И поговорили. И плакали и смеялись. И альбом с фотографиями Нины смотрели.
До темна говорили. А девчонки быстрее общий язык нашли.
Соня все знала. Мама Инга в табор вернулась и мужа с дочерью позвала. Все им рассказала, что узнала. Соня на удивление спокойно к новости отнеслась.
А Сергей сказал:
— Сама решай, как поступить. Можно хоть завтра сняться с места и откочевать, но Соня — наша дочь. И это не изменить. Но ведь знаю я тебя, пойдешь в Перевозово.
— Пойду.
— И я с тобой, мама, — сказала Соня.
У девочек всё просто было. Вышли, сели на ступеньку.
Соня начала:
— Нас ведь в роддоме перепутали, знаешь?
— Мамка об этом все уши прожужжала. Я ей не верила.
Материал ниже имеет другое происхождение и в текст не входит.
//! Classification of host rejections into [`LookupError`].
//!
//! Only response-carrying failures can be told apart further: their body is
//! read and decoded as a `Status`. Everything else is a transport error.

use helmlet_core::LookupError;
use k8s_openapi::apimachinery::pkg::apis::meta::v1::Status;
use tracing::debug;

use crate::host::HostFailure;

/// Turn a host rejection into a typed error; `verb` is reported for non-Status bodies.
pub async fn classify(failure: HostFailure, verb: &str) -> LookupError {
    match failure {
        HostFailure::Response(response) => {
            let status = response.status();
            match response.body().await {
                Ok(body) => classify_body(status, body.as_bytes(), verb),
                // failed to read the error body itself
                Err(inner) => LookupError::transport(inner),
            }
        }
        HostFailure::Thrown(message) => {
            debug!(error = %message, "host call threw");
            LookupError::Transport { message }
        }
    }
}

/// Decode a failure body as `{apiVersion: v1, kind: Status}`; anything else is a generic server error.
pub fn classify_body(status: u16, body: &[u8], verb: &str) -> LookupError {
    match decode_status(body) {
        Some(s) => {
            let err = from_status(s, status);
            debug!(status, error = %err, "classified api status");
            err
        }
        None => {
            debug!(status, verb, "non-status failure body");
            generic_server_error(status, verb)
        }
    }
}

fn decode_status(body: &[u8]) -> Option<Status> {
    let v: serde_json::Value = serde_json::from_slice(body).ok()?;
    let api_version = v.get("apiVersion").and_then(|s| s.as_str());
    let kind = v.get("kind").and_then(|s| s.as_str());
    if api_version != Some("v1") || kind != Some("Status") { return None; }
    serde_json::from_value(v).ok()
}

fn from_status(s: Status, http_status: u16) -> LookupError {
    let group_resource = s
        .details
        .as_ref()
        .map(|d| {
            let kind = d.kind.as_deref().unwrap_or("");
            match d.group.as_deref() {
                Some(g) if !g.is_empty() && !kind.is_empty() => format!("{}.{}", kind, g),
                _ => kind.to_string(),
            }
        })
        .unwrap_or_default();
    LookupError::ApiStatus {
        code: s.code.unwrap_or(i32::from(http_status)),
        reason: s.reason.unwrap_or_default(),
        message: s.message.unwrap_or_default(),
        group_resource,
    }
}

/// Error for a failure response without a usable `Status`, reason derived from the HTTP code.
pub fn generic_server_error(status_code: u16, verb: &str) -> LookupError {
    let (reason, message) = match status_code {
        409 if verb.eq_ignore_ascii_case("POST") => ("AlreadyExists", "the server reported a conflict".to_string()),
        409 => ("Conflict", "the server reported a conflict".to_string()),
        404 => ("NotFound", "the server could not find the requested resource".to_string()),
        400 => ("BadRequest", "the server rejected our request for an unknown reason".to_string()),
        401 => ("Unauthorized", "the server has asked for the client to provide credentials".to_string()),
        403 => ("Forbidden", "the server does not allow access to the requested resource".to_string()),
        405 => ("MethodNotAllowed", "the server does not allow this method on the requested resource".to_string()),
        406 => ("NotAcceptable", "the server was unable to respond with a content type that the client supports".to_string()),
        415 => ("UnsupportedMediaType", "the server was unable to respond with a content type that the client supports".to_string()),
        422 => ("Invalid", "the server rejected our request due to an error in our request".to_string()),
        429 => ("TooManyRequests", "the server has received too many requests and has asked us to try again later".to_string()),
        503 => ("ServiceUnavailable", "the server is currently unable to handle the request".to_string()),
        504 => ("Timeout", "the server was unable to return a response in the time allotted, but may still be processing the request".to_string()),
        c if c >= 500 => ("InternalError", "an error on the server has prevented the request from succeeding".to_string()),
        c => ("", format!("the server responded with the status code {} but did not return more information", c)),
    };
    LookupError::GenericServer { status_code, verb: verb.to_string(), reason: reason.to_string(), message }
}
И бабушка ей говорила. что она дура. Мамка хорошая, только дурная немного. Ей пить нельзя. Я ее не променяю ни на какую другую.
— И моя самая лучшая. А братья какие смешные. Ой, выходит, они и твои братья...
— Знаешь, мне это даже нравится, — серьезно сказала Нина. — То я одна была в семье, а то —братья и сестра… сестра?
— Сестра. — Соня обняла Нину.
— У нас крольчиха родила, крольчата глаза уже открыли. Пойдем, я тебе покажу. — И девчонки побежали к клетке.
Темнеть начало, когда Инга с дочкой в табор собрались.
Прощались тепло. Обещала Нина прийти в гости, с мамой.
Ждали их в таборе. Праздник устроили. Нинка так танцевала, что все диву давались: видно, от мамы Инги страсть к танцам девочке досталась.
А Соня не завидовала. Лучше нее карты разложить только Инга могла. Да и то пока Соня не подросла.
Осенью по Семеновке слух пошел: цыгане в Перевозове срубы ставят, осесть хотят.
Хорошая новость, рабочие руки в колхозе всегда нужны.
А к Валечке Инга стала часто забегать, в последний раз сказала:
— Раскладывала я на тебя карты. Выпал король червонный и девятка на сердце. Любовь у тебя будет. Скоро.
— Какая уж любовь, — покраснела Валентина, — с кем?
— А такая, — загадочно улыбнулась Инга. — Жди.